Much as this may be a correct assessment of how meaningless phrases are hurled back and forth, each side taking comfort in its own interpretation of the vagaries of the words in a never-ending series of shrieks of “gotcha,” this argument gives rise to a glaring gap, a gross misconception that warms the hearts of social justice warriors at the expense of principle. There is no requirement, no duty, no limit, no mandate that speech protected under the First Amendment serve to further political discourse at all.
Stupid speech is protected speech unless it isn’t. Pointless speech is protected speech unless it isn’t. Speech that contributes nothing whatsoever to thoughtful political discourse is protected speech unless it isn’t. Even gross and unsavory speech is protected speech. Unless it isn’t. And the only reason such speech wouldn’t be protected is because it falls within a clearly defined exception to the First Amendment.

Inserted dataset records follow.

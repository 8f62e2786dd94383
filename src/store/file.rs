use std::collections::BTreeMap;
use std::io::ErrorKind;
use std::path::{Path, PathBuf};
use std::sync::atomic::{AtomicU64, Ordering};

use async_trait::async_trait;
use tokio::sync::Mutex;

use super::KeyValueStore;
use crate::error::StoreError;

static TEMP_COUNTER: AtomicU64 = AtomicU64::new(0);

/// All keys live in one JSON object file. Reads go to disk every time; writes
/// replace the file via temp file + rename so a crash never leaves it torn.
#[derive(Debug)]
pub struct FileStore {
    path: PathBuf,
    write_lock: Mutex<()>,
}

impl FileStore {
    pub fn new(path: impl Into<PathBuf>) -> Self {
        Self {
            path: path.into(),
            write_lock: Mutex::new(()),
        }
    }

    pub fn path(&self) -> &Path {
        &self.path
    }

    async fn read_all(&self) -> Result<BTreeMap<String, String>, StoreError> {
        let raw = match tokio::fs::read_to_string(&self.path).await {
            Ok(raw) => raw,
            Err(error) if error.kind() == ErrorKind::NotFound => return Ok(BTreeMap::new()),
            Err(error) => return Err(error.into()),
        };
        if raw.trim().is_empty() {
            return Ok(BTreeMap::new());
        }
        Ok(serde_json::from_str(&raw)?)
    }

    async fn write_all(&self, entries: &BTreeMap<String, String>) -> Result<(), StoreError> {
        let json = serde_json::to_string_pretty(entries)?;
        if let Some(parent) = self.path.parent().filter(|p| !p.as_os_str().is_empty()) {
            tokio::fs::create_dir_all(parent).await?;
        }

        let file_name = self
            .path
            .file_name()
            .map(|name| name.to_string_lossy().into_owned())
            .unwrap_or_else(|| "storage".to_string());
        let counter = TEMP_COUNTER.fetch_add(1, Ordering::Relaxed);
        let tmp_path = self
            .path
            .with_file_name(format!(".{}.tmp.{}.{}", file_name, std::process::id(), counter));

        tokio::fs::write(&tmp_path, json).await?;
        if let Err(error) = tokio::fs::rename(&tmp_path, &self.path).await {
            let _ = tokio::fs::remove_file(&tmp_path).await;
            return Err(error.into());
        }
        Ok(())
    }
}

#[async_trait]
impl KeyValueStore for FileStore {
    async fn get(&self, key: &str) -> Result<Option<String>, StoreError> {
        Ok(self.read_all().await?.remove(key))
    }

    async fn set(&self, key: &str, value: &str) -> Result<(), StoreError> {
        let _guard = self.write_lock.lock().await;
        let mut entries = self.read_all().await?;
        entries.insert(key.to_string(), value.to_string());
        self.write_all(&entries).await
    }

    async fn remove(&self, key: &str) -> Result<(), StoreError> {
        let _guard = self.write_lock.lock().await;
        let mut entries = self.read_all().await?;
        if entries.remove(key).is_some() {
            self.write_all(&entries).await?;
        }
        Ok(())
    }
}
// Data contracts exchanged with the backend

pub mod activity;
pub mod common;
pub mod friend;
pub mod place;
pub mod user;

pub use activity::*;
pub use common::*;
pub use friend::*;
pub use place::*;
pub use user::*;
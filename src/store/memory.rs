use std::collections::HashMap;

use async_trait::async_trait;
use tokio::sync::RwLock;

use super::KeyValueStore;
use crate::error::StoreError;

/// Process-local store; contents vanish with the process.
#[derive(Debug, Default)]
pub struct MemoryStore {
    entries: RwLock<HashMap<String, String>>,
}

impl MemoryStore {
    pub fn new() -> Self {
        Self::default()
    }
}

#[async_trait]
impl KeyValueStore for MemoryStore {
    async fn get(&self, key: &str) -> Result<Option<String>, StoreError> {
        Ok(self.entries.read().await.get(key).cloned())
    }

    async fn set(&self, key: &str, value: &str) -> Result<(), StoreError> {
        self.entries
            .write()
            .await
            .insert(key.to_string(), value.to_string());
        Ok(())
    }

    async fn remove(&self, key: &str) -> Result<(), StoreError> {
        self.entries.write().await.remove(key);
        Ok(())
    }
}
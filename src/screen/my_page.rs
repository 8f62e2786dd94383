use crate::api::ApiClient;
use crate::api::models::{ActivityPlace, SearchPlace};
use crate::cache::RecentSearchCache;
use crate::error::ApiError;
use crate::screen::{Route, ScreenController, ScreenState};

/// Profile page: visited places plus recently searched ones.
pub struct MyPageScreen {
    client: ApiClient,
    recent: RecentSearchCache,
    lookback_days: u32,
    activity: ScreenController<Vec<ActivityPlace>>,
}

impl MyPageScreen {
    pub fn new(client: ApiClient, recent: RecentSearchCache, lookback_days: u32) -> Self {
        Self {
            client,
            recent,
            lookback_days,
            activity: ScreenController::new(),
        }
    }

    pub fn state(&self) -> ScreenState<Vec<ActivityPlace>> {
        self.activity.state()
    }

    pub fn controller(&self) -> &ScreenController<Vec<ActivityPlace>> {
        &self.activity
    }

    /// Frequent places followed by dormant ones.
    pub fn places(&self) -> Vec<ActivityPlace> {
        self.activity.data().unwrap_or_default()
    }

    /// Initial load, shown with the blocking spinner.
    pub async fn load(&self) -> Option<Result<Vec<ActivityPlace>, ApiError>> {
        self.activity.load(self.fetch_activity()).await
    }

    /// Pull-to-refresh. The current list stays visible, and stays put if the
    /// refresh fails.
    pub async fn refresh(&self) -> Option<Result<Vec<ActivityPlace>, ApiError>> {
        self.activity.refresh(self.fetch_activity()).await
    }

    pub fn is_refreshing(&self) -> bool {
        self.activity.state().is_refreshing()
    }

    /// Re-read from storage on every call.
    pub async fn recent_places(&self) -> Vec<SearchPlace> {
        self.recent.load().await
    }

    pub fn open_place_list(&self) -> Route {
        Route::PlaceList
    }

    async fn fetch_activity(&self) -> Result<Vec<ActivityPlace>, ApiError> {
        let activity = self
            .client
            .my_activity(self.lookback_days)
            .await
            .into_result()?;
        let places = activity.into_combined();
        tracing::debug!(count = places.len(), "Loaded activity places");
        Ok(places)
    }
}
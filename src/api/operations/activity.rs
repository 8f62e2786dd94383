// Activity summary endpoint

use reqwest::Method;

use crate::api::client::ApiClient;
use crate::api::models::*;
use crate::config::endpoints;

impl ApiClient {
    /// GET /profile/me/activity?lookbackDays=
    ///
    /// Buckets come back separately; callers that want one working set use
    /// [`ActivityResponse::into_combined`].
    pub async fn my_activity(&self, lookback_days: u32) -> ApiResponse<ActivityResponse> {
        let query = ActivityQuery { lookback_days };
        self.request(Method::GET, endpoints::PROFILE_ACTIVITY, |builder| {
            builder.query(&query)
        })
        .await
    }
}
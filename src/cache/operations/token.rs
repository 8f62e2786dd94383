use std::sync::Arc;

use crate::cache::keys::{AUTH_TOKEN_KEY, REFRESH_TOKEN_KEY};
use crate::error::StoreError;
use crate::store::KeyValueStore;

/// Persisted access/refresh token pair.
#[derive(Clone)]
pub struct TokenCacheOperations {
    store: Arc<dyn KeyValueStore>,
}

impl TokenCacheOperations {
    pub fn new(store: Arc<dyn KeyValueStore>) -> Self {
        Self { store }
    }

    /// Saves the access token and, when given, the refresh token
    pub async fn cache_tokens(
        &self,
        access_token: &str,
        refresh_token: Option<&str>,
    ) -> Result<(), StoreError> {
        self.store.set(AUTH_TOKEN_KEY, access_token).await?;
        if let Some(refresh_token) = refresh_token {
            self.store.set(REFRESH_TOKEN_KEY, refresh_token).await?;
        }
        Ok(())
    }

    pub async fn get_access_token(&self) -> Result<Option<String>, StoreError> {
        Ok(self
            .store
            .get(AUTH_TOKEN_KEY)
            .await?
            .filter(|token| !token.is_empty()))
    }

    pub async fn get_refresh_token(&self) -> Result<Option<String>, StoreError> {
        Ok(self
            .store
            .get(REFRESH_TOKEN_KEY)
            .await?
            .filter(|token| !token.is_empty()))
    }

    /// Removes both tokens
    pub async fn remove_tokens(&self) -> Result<(), StoreError> {
        self.store.remove(AUTH_TOKEN_KEY).await?;
        self.store.remove(REFRESH_TOKEN_KEY).await
    }
}

#[cfg(test)]
mod tests {
    use super::*;
    use crate::store::MemoryStore;

    #[tokio::test]
    async fn round_trips_token_pair() {
        let store: Arc<dyn KeyValueStore> = Arc::new(MemoryStore::new());
        let tokens = TokenCacheOperations::new(store.clone());

        tokens.cache_tokens("access", Some("refresh")).await.unwrap();
        assert_eq!(store.get("auth_token").await.unwrap().as_deref(), Some("access"));
        assert_eq!(tokens.get_refresh_token().await.unwrap().as_deref(), Some("refresh"));

        tokens.remove_tokens().await.unwrap();
        assert_eq!(tokens.get_access_token().await.unwrap(), None);
        assert_eq!(tokens.get_refresh_token().await.unwrap(), None);
    }

    #[tokio::test]
    async fn empty_token_reads_as_absent() {
        let store: Arc<dyn KeyValueStore> = Arc::new(MemoryStore::new());
        store.set("auth_token", "").await.unwrap();
        let tokens = TokenCacheOperations::new(store);
        assert_eq!(tokens.get_access_token().await.unwrap(), None);
    }
}
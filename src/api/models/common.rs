// Shared envelope and paging structures

use serde::{Deserialize, Serialize};

use crate::error::ApiError;
use crate::utils::status_codes;

/// Uniform envelope every backend response is coerced into.
#[derive(Debug, Clone, PartialEq, Serialize, Deserialize)]
pub struct ApiResponse<T> {
    /// Authoritative outcome; 200 means success
    pub code: i32,
    pub message: String,
    /// Present only on success, but callers must still check `code`
    pub data: Option<T>,
}

impl<T> ApiResponse<T> {
    pub fn success(data: T) -> Self {
        Self {
            code: status_codes::OK,
            message: "success".to_string(),
            data: Some(data),
        }
    }

    pub fn failure(code: i32, message: impl Into<String>) -> Self {
        Self {
            code,
            message: message.into(),
            data: None,
        }
    }

    pub fn is_success(&self) -> bool {
        self.code == status_codes::OK && self.data.is_some()
    }

    /// Splits the envelope into data or error. A 200 without data counts as
    /// an error.
    pub fn into_result(self) -> Result<T, ApiError> {
        match self.data {
            Some(data) if self.code == status_codes::OK => Ok(data),
            _ => Err(ApiError {
                code: self.code,
                message: self.message,
            }),
        }
    }

    pub fn map<U>(self, f: impl FnOnce(T) -> U) -> ApiResponse<U> {
        ApiResponse {
            code: self.code,
            message: self.message,
            data: self.data.map(f),
        }
    }
}

/// Spring-style page of results.
#[derive(Debug, Clone, PartialEq, Serialize, Deserialize)]
#[serde(rename_all = "camelCase", bound(deserialize = "T: Deserialize<'de>"))]
pub struct Page<T> {
    #[serde(default)]
    pub content: Vec<T>,
    #[serde(default)]
    pub page: u32,
    #[serde(default)]
    pub size: u32,
    #[serde(default)]
    pub total_elements: u64,
    #[serde(default, skip_serializing_if = "Option::is_none")]
    pub total_pages: Option<u32>,
    #[serde(default, skip_serializing_if = "Option::is_none")]
    pub last: Option<bool>,
}

/// Body of mutation endpoints that only report a status string.
#[derive(Debug, Clone, PartialEq, Eq, Serialize, Deserialize)]
pub struct StatusResponse {
    pub status: String,
}
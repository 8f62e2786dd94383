//! Stub backend for integration tests.
//!
//! Routes are supplied per test; every request that reaches the stub is
//! recorded with its method, path, query string, the headers the client is
//! expected to set, and the body.

#![allow(dead_code)]

use std::sync::{Arc, Mutex};

use axum::Router;
use axum::body::{self, Body};
use axum::extract::{Request, State};
use axum::http::header::{AUTHORIZATION, CONTENT_TYPE};
use axum::middleware::{self, Next};
use axum::response::Response;
use axum::Json;
use serde_json::{Value, json};

use frontend::AppContext;
use frontend::config::{Config, Environment};
use frontend::store::{KeyValueStore, MemoryStore};

#[derive(Debug, Clone, PartialEq)]
pub struct SeenRequest {
    pub method: String,
    pub path: String,
    pub query: Option<String>,
    pub authorization: Option<String>,
    pub content_type: Option<String>,
    pub request_id: Option<String>,
    pub body: Option<Value>,
}

#[derive(Clone, Default)]
pub struct RequestLog(Arc<Mutex<Vec<SeenRequest>>>);

impl RequestLog {
    pub fn all(&self) -> Vec<SeenRequest> {
        self.0.lock().unwrap().clone()
    }

    pub fn to_path(&self, path: &str) -> Vec<SeenRequest> {
        self.all().into_iter().filter(|seen| seen.path == path).collect()
    }
}

fn header(request: &Request, name: impl axum::http::header::AsHeaderName) -> Option<String> {
    request
        .headers()
        .get(name)
        .and_then(|value| value.to_str().ok())
        .map(str::to_string)
}

async fn record(State(log): State<RequestLog>, request: Request, next: Next) -> Response {
    let mut seen = SeenRequest {
        method: request.method().to_string(),
        path: request.uri().path().to_string(),
        query: request.uri().query().map(str::to_string),
        authorization: header(&request, AUTHORIZATION),
        content_type: header(&request, CONTENT_TYPE),
        request_id: header(&request, "x-request-id"),
        body: None,
    };

    // buffer the body so handlers can still read it
    let (parts, request_body) = request.into_parts();
    let bytes = body::to_bytes(request_body, usize::MAX)
        .await
        .unwrap_or_default();
    seen.body = serde_json::from_slice(&bytes).ok();
    log.0.lock().unwrap().push(seen);

    next.run(Request::from_parts(parts, Body::from(bytes))).await
}

pub struct StubBackend {
    pub base_url: String,
    pub log: RequestLog,
}

impl StubBackend {
    pub async fn start(router: Router) -> Self {
        let log = RequestLog::default();
        let app = router.layer(middleware::from_fn_with_state(log.clone(), record));

        // Bind to random port
        let listener = tokio::net::TcpListener::bind("127.0.0.1:0")
            .await
            .expect("Failed to bind");
        let addr = listener.local_addr().expect("Failed to get addr");

        tokio::spawn(async move {
            axum::serve(listener, app).await.unwrap();
        });

        Self {
            base_url: format!("http://{}", addr),
            log,
        }
    }

    pub fn config(&self) -> Config {
        config_for(&self.base_url)
    }

    /// Context over an in-memory store, starting signed out.
    pub async fn context(&self) -> (AppContext, Arc<dyn KeyValueStore>) {
        let store: Arc<dyn KeyValueStore> = Arc::new(MemoryStore::new());
        let context = AppContext::with_store(self.config(), store.clone())
            .await
            .expect("Failed to build context");
        (context, store)
    }
}

pub fn config_for(base_url: &str) -> Config {
    let mut config = Config::for_environment(Environment::Development);
    config.api_base_url = base_url.to_string();
    config.health_check_url = format!("{}/actuator/health", base_url);
    config.health_check_timeout_secs = 1;
    config.search_debounce_ms = 50;
    config.hydration_concurrency = 4;
    config
}

/// Base URL of a port nothing listens on.
pub async fn unreachable_base_url() -> String {
    let listener = tokio::net::TcpListener::bind("127.0.0.1:0")
        .await
        .expect("Failed to bind");
    let addr = listener.local_addr().expect("Failed to get addr");
    drop(listener);
    format!("http://{}", addr)
}

pub fn ok(data: Value) -> Json<Value> {
    Json(json!({ "code": 200, "message": "success", "data": data }))
}

pub fn fail(code: i32, message: &str) -> Json<Value> {
    Json(json!({ "code": code, "message": message, "data": null }))
}

pub fn place_detail(place_id: i64, lat: f64, lng: f64) -> Value {
    json!({
        "placeId": place_id,
        "name": format!("place {place_id}"),
        "address": "Suwon",
        "lat": lat,
        "lng": lng,
        "tags": ["cozy"],
        "insight": { "emoji": "☕", "keywords": [{ "term": "quiet", "weight": 0.8 }] }
    })
}

pub fn activity_place(place_id: i64) -> Value {
    json!({
        "placeId": place_id,
        "name": format!("place {place_id}"),
        "emoji": "📍",
        "isClosed": false,
        "lat": 37.28,
        "lng": 127.01,
        "distanceM": 120.0
    })
}

pub fn search_place(id: i64) -> Value {
    json!({ "id": id, "name": format!("place {id}"), "lat": 37.28, "lng": 127.01 })
}

pub fn friend(user_id: i64, status: &str) -> Value {
    json!({ "userId": user_id, "nickname": format!("friend {user_id}"), "status": status })
}

pub fn page(content: Vec<Value>) -> Value {
    let total = content.len();
    json!({ "content": content, "page": 0, "size": 50, "totalElements": total })
}
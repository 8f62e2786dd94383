use std::future::Future;
use std::mem;
use std::sync::{Arc, Mutex, MutexGuard, PoisonError};

use crate::error::ApiError;

/// What a screen is showing.
#[derive(Debug, Clone, PartialEq)]
pub enum ScreenState<T, E = ApiError> {
    Idle,
    /// `stale` is the previous data, shown while a refresh runs
    Loading { stale: Option<T> },
    Ready(T),
    Failed(E),
}

impl<T, E> ScreenState<T, E> {
    pub fn is_loading(&self) -> bool {
        matches!(self, ScreenState::Loading { .. })
    }

    /// Loading on top of data that is still displayed.
    pub fn is_refreshing(&self) -> bool {
        matches!(self, ScreenState::Loading { stale: Some(_) })
    }

    pub fn data(&self) -> Option<&T> {
        match self {
            ScreenState::Ready(data)
            | ScreenState::Loading {
                stale: Some(data),
            } => Some(data),
            _ => None,
        }
    }

    pub fn error(&self) -> Option<&E> {
        match self {
            ScreenState::Failed(error) => Some(error),
            _ => None,
        }
    }
}

#[derive(Debug, Clone, Copy, PartialEq, Eq)]
enum OnError {
    Replace,
    KeepStale,
}

type Observer<T, E> = Arc<dyn Fn(&ScreenState<T, E>) + Send + Sync>;

struct Slot<T, E> {
    state: ScreenState<T, E>,
    /// Ticket of the most recent load; older tickets are superseded
    latest: u64,
}

struct Inner<T, E> {
    slot: Mutex<Slot<T, E>>,
    observers: Mutex<Vec<Observer<T, E>>>,
}

/// Drives one screen through `Idle -> Loading -> Ready | Failed`.
///
/// Every load takes a ticket. Only the response holding the latest ticket may
/// change the state; anything older is discarded. If a load is dropped before
/// it finishes the loading state is unwound, so the flag never sticks.
///
/// Clones share state and observers.
pub struct ScreenController<T, E = ApiError> {
    inner: Arc<Inner<T, E>>,
}

impl<T, E> Clone for ScreenController<T, E> {
    fn clone(&self) -> Self {
        Self {
            inner: Arc::clone(&self.inner),
        }
    }
}

impl<T: Clone, E: Clone> Default for ScreenController<T, E> {
    fn default() -> Self {
        Self::new()
    }
}

impl<T: Clone, E: Clone> ScreenController<T, E> {
    pub fn new() -> Self {
        Self {
            inner: Arc::new(Inner {
                slot: Mutex::new(Slot {
                    state: ScreenState::Idle,
                    latest: 0,
                }),
                observers: Mutex::new(Vec::new()),
            }),
        }
    }

    pub fn state(&self) -> ScreenState<T, E> {
        self.slot().state.clone()
    }

    pub fn data(&self) -> Option<T> {
        self.slot().state.data().cloned()
    }

    pub fn is_loading(&self) -> bool {
        self.slot().state.is_loading()
    }

    /// Registers a callback invoked after every state transition.
    pub fn subscribe(&self, observer: impl Fn(&ScreenState<T, E>) + Send + Sync + 'static) {
        self.inner
            .observers
            .lock()
            .unwrap_or_else(PoisonError::into_inner)
            .push(Arc::new(observer));
    }

    /// Runs `fetch` as the latest load.
    ///
    /// Returns `None` when a newer load (or a reset) superseded this one
    /// before it finished; the state is then left to the newer load.
    pub async fn load<F>(&self, fetch: F) -> Option<Result<T, E>>
    where
        F: Future<Output = Result<T, E>>,
    {
        self.run(fetch, OnError::Replace).await
    }

    /// Like [`load`](Self::load), but a failure keeps the previous data on
    /// screen instead of replacing it with the error.
    pub async fn refresh<F>(&self, fetch: F) -> Option<Result<T, E>>
    where
        F: Future<Output = Result<T, E>>,
    {
        self.run(fetch, OnError::KeepStale).await
    }

    /// Edits loaded data in place. Returns false when nothing is loaded.
    pub fn update(&self, edit: impl FnOnce(&mut T)) -> bool {
        let snapshot = {
            let mut slot = self.slot();
            match &mut slot.state {
                ScreenState::Ready(data) => {
                    edit(data);
                    slot.state.clone()
                }
                _ => return false,
            }
        };
        self.notify(&snapshot);
        true
    }

    /// Shows `error` without a request, superseding any load in flight.
    pub fn fail(&self, error: E) {
        self.replace(ScreenState::Failed(error));
    }

    /// Back to `Idle`, superseding any load in flight.
    pub fn reset(&self) {
        self.replace(ScreenState::Idle);
    }

    async fn run<F>(&self, fetch: F, on_error: OnError) -> Option<Result<T, E>>
    where
        F: Future<Output = Result<T, E>>,
    {
        let ticket = self.begin();
        let guard = LoadGuard {
            controller: self,
            ticket,
            armed: true,
        };
        let outcome = fetch.await;
        guard.disarm();
        self.finish(ticket, outcome, on_error)
    }

    fn begin(&self) -> u64 {
        let (ticket, snapshot) = {
            let mut slot = self.slot();
            slot.latest += 1;
            let snapshot = if slot.state.is_loading() {
                None
            } else {
                let stale = take_data(&mut slot.state);
                slot.state = ScreenState::Loading { stale };
                Some(slot.state.clone())
            };
            (slot.latest, snapshot)
        };
        if let Some(snapshot) = snapshot {
            self.notify(&snapshot);
        }
        ticket
    }

    fn finish(&self, ticket: u64, outcome: Result<T, E>, on_error: OnError) -> Option<Result<T, E>> {
        let snapshot = {
            let mut slot = self.slot();
            if slot.latest != ticket {
                tracing::debug!(ticket, latest = slot.latest, "Discarding superseded screen response");
                return None;
            }
            let stale = take_data(&mut slot.state);
            slot.state = match (&outcome, stale, on_error) {
                (Ok(data), _, _) => ScreenState::Ready(data.clone()),
                (Err(_), Some(stale), OnError::KeepStale) => ScreenState::Ready(stale),
                (Err(error), _, _) => ScreenState::Failed(error.clone()),
            };
            slot.state.clone()
        };
        self.notify(&snapshot);
        Some(outcome)
    }

    /// Unwinds a load that was dropped mid-flight.
    fn abandon(&self, ticket: u64) {
        let snapshot = {
            let mut slot = self.slot();
            if slot.latest != ticket || !slot.state.is_loading() {
                return;
            }
            slot.state = match take_data(&mut slot.state) {
                Some(stale) => ScreenState::Ready(stale),
                None => ScreenState::Idle,
            };
            slot.state.clone()
        };
        tracing::debug!(ticket, "Screen load dropped before completion");
        self.notify(&snapshot);
    }

    fn replace(&self, state: ScreenState<T, E>) {
        let snapshot = {
            let mut slot = self.slot();
            slot.latest += 1;
            slot.state = state;
            slot.state.clone()
        };
        self.notify(&snapshot);
    }

    fn notify(&self, state: &ScreenState<T, E>) {
        // called with no lock held so observers may read the controller
        let observers = self
            .inner
            .observers
            .lock()
            .unwrap_or_else(PoisonError::into_inner)
            .clone();
        for observer in observers {
            observer(state);
        }
    }

    fn slot(&self) -> MutexGuard<'_, Slot<T, E>> {
        self.inner.slot.lock().unwrap_or_else(PoisonError::into_inner)
    }
}

fn take_data<T, E>(state: &mut ScreenState<T, E>) -> Option<T> {
    match mem::replace(state, ScreenState::Idle) {
        ScreenState::Ready(data) => Some(data),
        ScreenState::Loading { stale } => stale,
        _ => None,
    }
}

struct LoadGuard<'a, T: Clone, E: Clone> {
    controller: &'a ScreenController<T, E>,
    ticket: u64,
    armed: bool,
}

impl<T: Clone, E: Clone> LoadGuard<'_, T, E> {
    fn disarm(mut self) {
        self.armed = false;
    }
}

impl<T: Clone, E: Clone> Drop for LoadGuard<'_, T, E> {
    fn drop(&mut self) {
        if self.armed {
            self.controller.abandon(self.ticket);
        }
    }
}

This effort to justify free speech, to “persuade” those who would demand speech that offends them be eliminated, that it would be in their best interest to support free speech because it allows them to promote their political agenda as well as the agenda of those who are awful and horrifying, creates a belief that speech that falls below some threshold of ideas, even really bad ideas, isn’t speech that’s protected by the First Amendment.
This is a very dangerous, very wrong, argument. Speech does not need to meet any intelligence threshold to be worthy of protection. It doesn’t need to be political. It doesn’t need to express an idea, even if the idea is terrible, to deserve protection. All speech that isn’t unprotected by meeting the elements of an exception is free speech. No matter how stupid, foolish and societally worthless the speech may be, it’s still protected.
And there is no requirement under the First Amendment that you be capable of explaining why your speech is worthy of protection.
There was a parallel argument made with regard to the standard of proof in criminal cases, beyond a reasonable doubt, that since it’s a “reasonable” doubt, it must mean a doubt for which a juror has a reason. Therefore, if a juror can’t express a sound reason for his doubt, then his doubt is unreasonable. This is, of course, complete nonsense.
There is no requirement that a juror possess the capacity to explain his doubt, no less provide an explanation that meets other people’s notion of reasonableness.
While positions like Strossen’s serve to make free speech more understandable to the forces that would embrace it for themselves while they deny it to others, they similarly create a false understanding of what free speech means. The argument suggests that speech lacking any political purpose, or just plain wrong, or mind-numbingly stupid, doesn’t suffice by any intelligent metric for protection as free speech.
Would it be impossible to “sell” the First Amendment’s promise of free speech to the outraged campus mobs on the basis of freedom, without any further justification? Should it matter that the social justice scolds demand a reason that meets their satisfaction before considering that free speech isn’t up to them and doesn’t have to meet their approval? No. American freedom does not require the permission of Strossen or the bias response team.